Neil Young on collecting trains, writing sober and saving the music industry

In his new memoir “Waging Heavy Peace” Neil Young writes about one of his passions, Lionel model trains: a “very extensive collection of rarities, all proudly displayed behind glass in a room with a giant train layout” on his Northern California ranch.
He refers to his collection as “a Zen experience. They allow me to sift through the chaos, the songs, the people, and the feelings from my upbringing that still haunt me today. Not in a bad way, but not in an entirely good way, either.

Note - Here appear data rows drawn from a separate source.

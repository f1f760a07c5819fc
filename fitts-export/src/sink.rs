use crate::error::{ExportError, Result};
use crate::table::write_trials;
use crate::time::TimeFormat;
use fitts_core::{Session, TrialRecord};
use log::{debug, info, warn};
use std::{
    fs::{self, File},
    io::{BufWriter, Write},
    path::{Path, PathBuf},
};

/// Receives a finished dataset
pub trait DataSink {
    type Receipt;

    fn deliver(&mut self, filename: &str, contents: &str) -> Result<Self::Receipt>;
}

/// `<participant>_data.csv`
pub fn export_filename(participant_name: &str) -> String {
    format!("{participant_name}_data.csv")
}

/// Writes deliveries into a directory, creating it on demand
#[derive(Debug, Clone)]
pub struct FileSink {
    output_dir: PathBuf,
}

impl FileSink {
    pub fn new(output_dir: impl Into<PathBuf>) -> Self {
        Self {
            output_dir: output_dir.into(),
        }
    }

    pub fn output_dir(&self) -> &Path {
        &self.output_dir
    }

    /// Fails for names that would leave the output directory
    pub fn check_file_name(filename: &str) -> Result<()> {
        if filename.is_empty()
            || filename.contains(['/', '\\'])
            || filename == "."
            || filename == ".."
        {
            return Err(ExportError::InvalidFileName(filename.to_string()));
        }
        Ok(())
    }
}

impl DataSink for FileSink {
    type Receipt = PathBuf;

    fn deliver(&mut self, filename: &str, contents: &str) -> Result<PathBuf> {
        Self::check_file_name(filename)?;

        fs::create_dir_all(&self.output_dir).map_err(|e| ExportError::CreateDir {
            path: self.output_dir.clone(),
            source: e,
        })?;
        let file_path = self.output_dir.join(filename);

        let file = File::create(&file_path).map_err(|e| ExportError::CreateFile {
            path: file_path.clone(),
            source: e,
        })?;
        let mut writer = BufWriter::new(file);
        writer
            .write_all(contents.as_bytes())
            .and_then(|_| writer.flush())
            .map_err(|e| ExportError::WriteFile {
                path: file_path.clone(),
                source: e,
            })?;

        debug!("Wrote {} bytes to {}", contents.len(), file_path.display());
        Ok(file_path)
    }
}

/// Keeps every delivery in memory
#[derive(Debug, Clone, Default)]
pub struct MemorySink {
    pub deliveries: Vec<(String, String)>,
}

impl MemorySink {
    pub fn new() -> Self {
        Self::default()
    }

    pub fn last(&self) -> Option<&(String, String)> {
        self.deliveries.last()
    }
}

impl DataSink for MemorySink {
    type Receipt = ();

    fn deliver(&mut self, filename: &str, contents: &str) -> Result<()> {
        self.deliveries
            .push((filename.to_string(), contents.to_string()));
        Ok(())
    }
}

/// Serializes a session's trials and hands them to a sink
#[derive(Debug, Clone, Copy, Default)]
pub struct Exporter {
    pub format: TimeFormat,
}

impl Exporter {
    pub fn new(format: TimeFormat) -> Self {
        Self { format }
    }

    pub fn render(&self, trials: &[TrialRecord]) -> Result<String> {
        let mut buf = Vec::new();
        write_trials(trials, self.format, &mut buf)?;
        // every field is ASCII
        Ok(String::from_utf8_lossy(&buf).into_owned())
    }

    pub fn export<S: DataSink>(&self, session: &Session, sink: &mut S) -> Result<S::Receipt> {
        if !session.status().is_complete() {
            warn!(
                "Exporting incomplete session for {} ({}/{} trials)",
                session.participant_name(),
                session.trial_count(),
                session.trial_limit()
            );
        }
        let contents = self.render(session.trials())?;
        let filename = export_filename(session.participant_name());
        let receipt = sink.deliver(&filename, &contents)?;
        info!("Exported {} trials as {}", session.trial_count(), filename);
        Ok(receipt)
    }
}
//! Weighted draw over a small, ordered category table.

use fitts_core::{FittsError, Result};
use rand::Rng;

pub trait Weighted {
    fn weight(&self) -> f64;
}

impl<K> Weighted for (K, f64) {
    fn weight(&self) -> f64 {
        self.1
    }
}

/// Sum of all weights. Fails on an empty table, on any weight that is
/// zero, negative or not finite, and on a sum that overflows.
pub fn total_weight<W: Weighted>(table: &[W]) -> Result<f64> {
    if table.is_empty() {
        return Err(FittsError::InvalidDistribution(
            "category table is empty".to_string(),
        ));
    }
    let mut total = 0.0;
    for (idx, entry) in table.iter().enumerate() {
        let w = entry.weight();
        if !w.is_finite() || w <= 0.0 {
            return Err(FittsError::InvalidDistribution(format!(
                "weight at position {idx} must be positive and finite, got {w}"
            )));
        }
        total += w;
    }
    if !total.is_finite() {
        return Err(FittsError::InvalidDistribution(
            "sum of weights is not finite".to_string(),
        ));
    }
    Ok(total)
}

/// Returns the first entry whose cumulative weight exceeds `r`.
/// Falls back to the last entry when rounding leaves `r` past the final sum.
pub fn select<W: Weighted>(table: &[W], r: f64) -> Option<&W> {
    let mut cumulative = 0.0;
    for entry in table {
        cumulative += entry.weight();
        if r < cumulative {
            return Some(entry);
        }
    }
    table.last()
}

/// Draws one entry with probability proportional to its weight
pub fn sample<'a, W, R>(table: &'a [W], rng: &mut R) -> Result<&'a W>
where
    W: Weighted,
    R: Rng + ?Sized,
{
    let total = total_weight(table)?;
    let r = rng.random_range(0.0..total);
    select(table, r)
        .ok_or_else(|| FittsError::InvalidDistribution("category table is empty".to_string()))
}

#[cfg(test)]
mod tests {
    use super::*;
    use rand::SeedableRng;
    use rand::rngs::StdRng;

    #[test]
    fn test_select_walks_cumulative_weights() {
        let table = [(1, 400.0), (2, 500.0), (3, 600.0)];
        assert_eq!(select(&table, 0.0).map(|e| e.0), Some(1));
        assert_eq!(select(&table, 399.999).map(|e| e.0), Some(1));
        assert_eq!(select(&table, 400.0).map(|e| e.0), Some(2));
        assert_eq!(select(&table, 899.5).map(|e| e.0), Some(2));
        assert_eq!(select(&table, 900.0).map(|e| e.0), Some(3));
        assert_eq!(select(&table, 1499.9).map(|e| e.0), Some(3));
        // rounding overflow lands on the last category
        assert_eq!(select(&table, 1500.0).map(|e| e.0), Some(3));
    }

    #[test]
    fn test_select_empty() {
        let table: [(u32, f64); 0] = [];
        assert!(select(&table, 0.0).is_none());
    }

    #[test]
    fn test_invalid_tables_are_rejected() {
        let mut rng = StdRng::seed_from_u64(1);
        let empty: Vec<(u32, f64)> = Vec::new();
        assert!(matches!(
            sample(&empty, &mut rng),
            Err(FittsError::InvalidDistribution(_))
        ));

        for bad in [0.0, -3.0, f64::NAN, f64::INFINITY] {
            let table = [(1u32, 10.0), (2u32, bad)];
            assert!(
                matches!(
                    sample(&table, &mut rng),
                    Err(FittsError::InvalidDistribution(_))
                ),
                "weight {bad} should be rejected"
            );
        }
    }

    #[test]
    fn test_overflowing_total_is_rejected() {
        let mut rng = StdRng::seed_from_u64(5);
        let table = [(1u32, 1e308), (2u32, 1e308)];
        assert!(matches!(
            total_weight(&table),
            Err(FittsError::InvalidDistribution(_))
        ));
        assert!(matches!(
            sample(&table, &mut rng),
            Err(FittsError::InvalidDistribution(_))
        ));

        // large but finite totals still sample
        let table = [(1u32, 1e307), (2u32, 1e307)];
        assert!(sample(&table, &mut rng).is_ok());
    }

    #[test]
    fn test_single_category_always_selected() {
        let mut rng = StdRng::seed_from_u64(7);
        let table = [("only", 0.25)];
        for _ in 0..100 {
            assert_eq!(sample(&table, &mut rng).unwrap().0, "only");
        }
    }

    #[test]
    fn test_frequencies_converge_to_weights() {
        let mut rng = StdRng::seed_from_u64(0xF1775);
        let table = [(400u32, 400.0), (500u32, 500.0), (600u32, 600.0)];
        let draws = 60_000;
        let mut counts = [0usize; 3];

        for _ in 0..draws {
            let picked = sample(&table, &mut rng).unwrap();
            let idx = table.iter().position(|e| e.0 == picked.0).unwrap();
            counts[idx] += 1;
        }

        let total: f64 = table.iter().map(|e| e.1).sum();
        for (idx, entry) in table.iter().enumerate() {
            let expected = entry.1 / total;
            let observed = counts[idx] as f64 / draws as f64;
            assert!(
                (observed - expected).abs() < 0.01,
                "category {} observed {observed:.4}, expected {expected:.4}",
                entry.0
            );
        }
    }
}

“Months go by with boxes piled everywhere and trains derailed with dust gathering on them. Then miraculously I reappear and clean and organize, working with every little detail for hours on end, making it all run perfectly again. This seems to coincide with other creative processes.”
Creating and collecting
In their post The Collection Connection to Creativity, Michele and Robert Root-Bernstein note “It is a poorly recognized fact that many creative people are collectors.” One example they cite is artist Miró, who “amassed a huge collection of siurells during his lifetime, filling his studio and house with them. For Miró, siurells were more than just clay whistles; they were also memories of some of his happiest moments as a child.
From my Creative Mind post Collecting and Creativity.
A Multitalented Hippie Dream
The subtitle for his book is “A Hippie Dream” – a phrase written on a card tucked into the band of his hat on the book’s cover photo here.
A review article notes Young refers to writing his book as “really a different trip,” which “invokes the vocabulary reflected in the subtitle.”
The article writer Randy Lewis notes the book is already a big seller and “has been generating positive reviews from literary critics who have praised its non-chronological structure, akin in some ways to Bob Dylan’s impressionistic 2004 memoir “Chronicles: Volume One.”
Lewis says Young is a fan of Dylan’s memoir, which “includes an anecdote about the celebrated songwriter searching out Young’s childhood home in Canada so he could see the place that helped form Young’s music and overall vision of life.”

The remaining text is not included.